# Activation Functions¶

An activation function (sometimes also called a transfer function) specifies how the final output of a layer is computed from the weighted sums of the inputs.

By default, hidden layers in `theanets`

use a rectified linear activation
function: \(g(z) = \max(0, z)\).

Output layers in `theanets.Regressor`

and `theanets.Autoencoder`

models use
linear activations (i.e., the output is just the weighted sum of the inputs from
the previous layer: \(g(z) = z\)), and the output layer in
`theanets.Classifier`

models uses a
softmax activation: \(g(z) = \exp(z) / \sum\exp(z)\).

To specify a different activation function for a layer, include an activation
key chosen from the table below, or create a custom activation.
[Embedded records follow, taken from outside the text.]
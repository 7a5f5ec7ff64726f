//! Pure game-logic functions.
//!
//! Every public function takes immutable references to the current state
//! (and, where needed, an RNG handle) and returns brand-new values.  Side
//! effects are limited to the injected RNG and `log` output.

use log::{debug, trace};
use rand::Rng;

use crate::config::Rules;
use crate::entities::{
    Bullet, EndReason, Enemy, FrameInput, GameState, GameStatus, Player, Rect, Size,
    SpriteSizes,
};

// ── Constructors ─────────────────────────────────────────────────────────────

/// Build the opening state: player centred near the bottom edge and the
/// initial enemy wave staggered above the visible area.
pub fn init_state(rules: Rules, sprites: SpriteSizes, rng: &mut impl Rng) -> GameState {
    let p = sprites.player;
    let player = Player {
        rect: Rect::new(
            rules.screen_width / 2 - p.width / 2,
            rules.screen_height - rules.player_bottom_margin - p.height,
            p.width,
            p.height,
        ),
        last_shot_ms: None,
    };

    let enemies = (0..rules.initial_enemies)
        .map(|_| respawn_enemy(&rules, sprites.enemy, rng))
        .collect();

    GameState {
        player,
        enemies,
        bullets: Vec::new(),
        score: 0,
        status: GameStatus::Running,
        frame: 0,
        sprites,
        rules,
    }
}

/// Fresh enemy state: random column, random height above the screen,
/// random descent speed.  Used for the opening wave, for recycling an enemy
/// that fell off the bottom, and for replacing a destroyed one.
pub fn respawn_enemy(rules: &Rules, size: Size, rng: &mut impl Rng) -> Enemy {
    let max_x = (rules.screen_width - size.width).max(0);
    Enemy {
        rect: Rect::new(
            rng.gen_range(0..=max_x),
            rng.gen_range(rules.enemy_spawn_y_range()),
            size.width,
            size.height,
        ),
        speed_y: rng.gen_range(rules.enemy_speed_range()),
    }
}

/// A bullet whose bottom-centre sits at `(x, y)`.
pub fn spawn_bullet(rules: &Rules, size: Size, x: i32, y: i32) -> Bullet {
    Bullet {
        rect: Rect::new(x - size.width / 2, y - size.height, size.width, size.height),
        speed_y: rules.bullet_speed,
    }
}

// ── Player ───────────────────────────────────────────────────────────────────

/// Apply held direction keys and clamp the player to the screen.
/// Holding both arrows cancels out.
pub fn move_player(player: &Player, input: &FrameInput, rules: &Rules) -> Player {
    let mut x = player.rect.x;
    if input.left {
        x -= rules.player_speed;
    }
    if input.right {
        x += rules.player_speed;
    }
    let max_x = (rules.screen_width - player.rect.width).max(0);
    Player {
        rect: Rect { x: x.clamp(0, max_x), ..player.rect },
        ..player.clone()
    }
}

/// Fire from the player's top-centre once strictly more than the cooldown
/// has passed since the last shot.
/// Suppression is silent: the state comes back unchanged.
pub fn player_shoot(state: &GameState, now_ms: u64) -> GameState {
    let rules = &state.rules;
    if let Some(last) = state.player.last_shot_ms {
        if now_ms.saturating_sub(last) <= rules.shoot_cooldown_ms {
            trace!("shot suppressed: {}ms since last", now_ms.saturating_sub(last));
            return state.clone();
        }
    }

    let p = &state.player.rect;
    let mut bullets = state.bullets.clone();
    bullets.push(spawn_bullet(rules, state.sprites.bullet, p.center_x(), p.top()));

    GameState {
        player: Player {
            last_shot_ms: Some(now_ms),
            ..state.player.clone()
        },
        bullets,
        ..state.clone()
    }
}

// ── Enemies & bullets ────────────────────────────────────────────────────────

/// Descend one frame; once fully below the screen, recycle in place.
pub fn advance_enemy(enemy: &Enemy, rules: &Rules, rng: &mut impl Rng) -> Enemy {
    let rect = Rect { y: enemy.rect.y + enemy.speed_y, ..enemy.rect };
    if rect.top() > rules.screen_height + rules.offscreen_margin {
        debug!("enemy recycled at x={}", rect.x);
        return respawn_enemy(rules, Size::new(rect.width, rect.height), rng);
    }
    Enemy { rect, ..enemy.clone() }
}

/// Ascend one frame.  `None` once the bullet has left through the top edge.
pub fn advance_bullet(bullet: &Bullet) -> Option<Bullet> {
    let rect = Rect { y: bullet.rect.y + bullet.speed_y, ..bullet.rect };
    if rect.bottom() < 0 {
        None
    } else {
        Some(Bullet { rect, ..bullet.clone() })
    }
}

// ── Collisions ───────────────────────────────────────────────────────────────

/// Outcome of the bullet × enemy pass.
#[derive(Clone, Debug)]
pub struct HitReport {
    /// Surviving enemies followed by one replacement per kill.
    pub enemies: Vec<Enemy>,
    pub bullets: Vec<Bullet>,
    pub kills: u32,
}

/// Every enemy overlapped by at least one still-unused bullet dies and takes
/// all of those bullets with it.  A bullet spent on one enemy cannot hit
/// another in the same frame; each dead enemy scores once.
pub fn resolve_bullet_hits(
    enemies: &[Enemy],
    bullets: &[Bullet],
    rules: &Rules,
    enemy_size: Size,
    rng: &mut impl Rng,
) -> HitReport {
    let mut used = vec![false; bullets.len()];
    let mut survivors = Vec::with_capacity(enemies.len());
    let mut kills = 0u32;

    for enemy in enemies {
        let mut hit = false;
        for (bi, bullet) in bullets.iter().enumerate() {
            if !used[bi] && bullet.rect.intersects(&enemy.rect) {
                used[bi] = true;
                hit = true;
            }
        }
        if hit {
            kills += 1;
            debug!("enemy destroyed at ({}, {})", enemy.rect.x, enemy.rect.y);
        } else {
            survivors.push(enemy.clone());
        }
    }

    for _ in 0..kills {
        survivors.push(respawn_enemy(rules, enemy_size, rng));
    }

    let bullets = bullets
        .iter()
        .zip(&used)
        .filter(|(_, spent)| !**spent)
        .map(|(b, _)| b.clone())
        .collect();

    HitReport { enemies: survivors, bullets, kills }
}

pub fn player_collides(player: &Player, enemies: &[Enemy]) -> bool {
    enemies.iter().any(|e| e.rect.intersects(&player.rect))
}

// ── Per-frame tick (nearly pure — RNG is injected) ──────────────────────────

/// Advance the simulation by one frame.  All randomness comes through `rng`
/// so callers control determinism (useful for tests with a seeded RNG).
///
/// A terminated state is returned unchanged.
pub fn tick(
    state: &GameState,
    input: &FrameInput,
    now_ms: u64,
    rng: &mut impl Rng,
) -> GameState {
    if !state.is_running() {
        return state.clone();
    }

    // ── 1. Events ────────────────────────────────────────────────────────────
    if input.quit {
        return GameState {
            status: GameStatus::Terminated(EndReason::WindowClosed),
            ..state.clone()
        };
    }
    let state = if input.fire {
        player_shoot(state, now_ms)
    } else {
        state.clone()
    };
    let rules = state.rules;

    // ── 2. Movement: player first, then everything else ──────────────────────
    let player = move_player(&state.player, input, &rules);
    let enemies: Vec<Enemy> = state
        .enemies
        .iter()
        .map(|e| advance_enemy(e, &rules, rng))
        .collect();
    let bullets: Vec<Bullet> = state.bullets.iter().filter_map(advance_bullet).collect();

    // ── 3. Collision: bullets ↔ enemies ──────────────────────────────────────
    let hits = resolve_bullet_hits(&enemies, &bullets, &rules, state.sprites.enemy, rng);

    // ── 4. Collision: enemies ↔ player ───────────────────────────────────────
    let status = if player_collides(&player, &hits.enemies) {
        GameStatus::Terminated(EndReason::PlayerHit)
    } else {
        GameStatus::Running
    };

    GameState {
        player,
        enemies: hits.enemies,
        bullets: hits.bullets,
        score: state.score + hits.kills * rules.kill_score,
        status,
        frame: state.frame + 1,
        ..state
    }
}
As described in Specifying Layers,
the activation key can be included in your model specification either using the
`activation`

keyword argument in a layer dictionary, or by including the key
in a tuple with the layer size:

```
net = theanets.Regressor([10, (10, 'tanh'), 10])
```

The activations that `theanets`

provides are:

Key | Description | \(g(z) =\) |
---|---|---|

linear | linear | \(z\) |

sigmoid | logistic sigmoid | \((1 + \exp(-z))^{-1}\) |

logistic | logistic sigmoid | \((1 + \exp(-z))^{-1}\) |

tanh | hyperbolic tangent | \(\tanh(z)\) |

softplus | smooth relu approximation | \(\log(1 + \exp(z))\) |

softmax | categorical distribution | \(\exp(z) / \sum\exp(z)\) |

relu | rectified linear | \(\max(0, z)\) |

trel | truncated rectified linear | \(\max(0, \min(1, z))\) |

trec | thresholded rectified linear | \(z \mbox{ if } z > 1 \mbox{ else } 0\) |

tlin | thresholded linear | \(z \mbox{ if } |z| > 1 \mbox{ else } 0\) |

rect:min | truncation | \(\min(1, z)\) |

rect:max | rectification | \(\max(0, z)\) |

norm:mean | mean-normalization | \(z - \bar{z}\) |

norm:max | max-normalization | \(z / \max |z|\) |

norm:std | variance-normalization | \(z / \mathbb{E}[(z-\bar{z})^2]\) |

norm:z | z-score normalization | \((z-\bar{z}) / \mathbb{E}[(z-\bar{z})^2]\) |

prelu | relu with parametric leak | \(\max(0, z) - \max(0, -rz)\) |

lgrelu | relu with leak and gain | \(\max(0, gz) - \max(0, -rz)\) |

maxout | piecewise linear | \(\max_i m_i z\) |

## Composition¶

Activation functions can also be composed by concatenating multiple function
names togather using a `+`

. For example, to create a layer that uses a
batch-normalized hyperbolic tangent activation:

```
net = theanets.Regressor([10, (10, 'tanh+norm:z'), 10])
```

Just like function composition, the order of the components matters! Unlike the notation for mathematical function composition, the functions will be applied from left-to-right.

## Custom Activations¶

To define a custom activation, create a subclass of `theanets.Activation`

, and implement the `__call__`

method to
make the class instance callable. The callable will be given one argument, the
array of layer outputs to activate.